Maybe, his later film pic related had a mix of 2D/3D.
Director Jean-François Laguionie mentioned in http://www.zewebanim.com/laguionie.htm
that they did detailed storyboards and had a studio in Asia (Studio Paek-ho) do the animation, taking two years. From the IMDB crew list: model sheets by Guy Delisle.
Translated excerpt (he did rough sketches for the whole story and filmed them with a video camera first):
AH: Are you already directive in these sketches?
JFL: No. Camera movements, I do not see them very much. I know that in such a plan, I am in broad terms; it is possible that I follow this character in tracking shot before moving to the fixed shot. But I do not care about that. What matters to me is what I want to tell, my first problems of cinema are rather in the chain of the story. After, the camera will link things together. Once I finish all these sketches, I film them with a small video camera. At this stage I feel completely free. After, the problems will accumulate: it will have to think of a whole lot of technical questions. But for the moment everything is created, so it is extremely enjoyable; I feel like a kid. So I film all this with a holiday video camera, then, I assemble everything with a software for editing holiday movies. So it's very limited, but that's enough. Then to give a little flame, breath, I add music, then I start to work the dialogue by making all the voices myself.

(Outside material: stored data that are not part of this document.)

//! Polling loops (Imperative Shell) around the pure wait decisions.

use dynotable_core::{
    is_active, is_gone, is_unrecoverable, DescribeTableRequest, Result, TableClient,
    TableDescription, TableError, WaitPolicy,
};

/// Polls `describe_table` until the table and all of its GSIs are active.
///
/// A table the service does not know yet is treated as still being created.
/// A table that lands in `ARCHIVED` or `INACCESSIBLE_ENCRYPTION_CREDENTIALS`
/// fails the wait immediately.
pub async fn wait_for_table_active(
    client: &dyn TableClient,
    table_name: &str,
    policy: WaitPolicy,
) -> Result<TableDescription> {
    let request = DescribeTableRequest::new(table_name);

    for attempt in 1..=policy.max_attempts {
        match client.describe_table(&request).await? {
            Some(description) if is_active(Some(&description)) => {
                tracing::debug!(table = table_name, attempt, "Table is active");
                return Ok(description);
            }
            Some(description) if is_unrecoverable(Some(&description)) => {
                tracing::warn!(
                    table = table_name,
                    status = %description.table_status,
                    "Table will not become active"
                );
                return Err(TableError::Service(format!(
                    "Table {} entered status {} while waiting to become active",
                    table_name, description.table_status
                )));
            }
            description => tracing::trace!(
                table = table_name,
                attempt,
                status = description.as_ref().map(|d| d.table_status.as_str()),
                "Waiting for table to become active"
            ),
        }

        if attempt < policy.max_attempts {
            tokio::time::sleep(policy.interval).await;
        }
    }

    tracing::warn!(
        table = table_name,
        attempts = policy.max_attempts,
        "Timed out waiting for table to become active"
    );
    Err(TableError::TableActivationTimeout {
        table_name: table_name.to_string(),
        attempts: policy.max_attempts,
    })
}

/// Polls `describe_table` until the service no longer knows the table.
pub async fn wait_for_table_gone(
    client: &dyn TableClient,
    table_name: &str,
    policy: WaitPolicy,
) -> Result<()> {
    let request = DescribeTableRequest::new(table_name);

    for attempt in 1..=policy.max_attempts {
        let description = client.describe_table(&request).await?;
        if is_gone(description.as_ref()) {
            tracing::debug!(table = table_name, attempt, "Table is gone");
            return Ok(());
        }

        if attempt < policy.max_attempts {
            tokio::time::sleep(policy.interval).await;
        }
    }

    tracing::warn!(
        table = table_name,
        attempts = policy.max_attempts,
        "Timed out waiting for table to be deleted"
    );
    Err(TableError::TableDeletionTimeout {
        table_name: table_name.to_string(),
        attempts: policy.max_attempts,
    })
}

This is a step that I think is important and I'm sure many directors do this today because it allows to quickly check a number of key issues, rework dialogues, check the general pace ... because even if the drawings are fixed, their succession allows to give the rhythm of the film, to check the dramatic situations ... The character of the characters is already drawing, even if the drawings are coarse, we begin to see after three-hundred and fifty drawings if the character has small eyes or big eyes, if it is small, big, etc ...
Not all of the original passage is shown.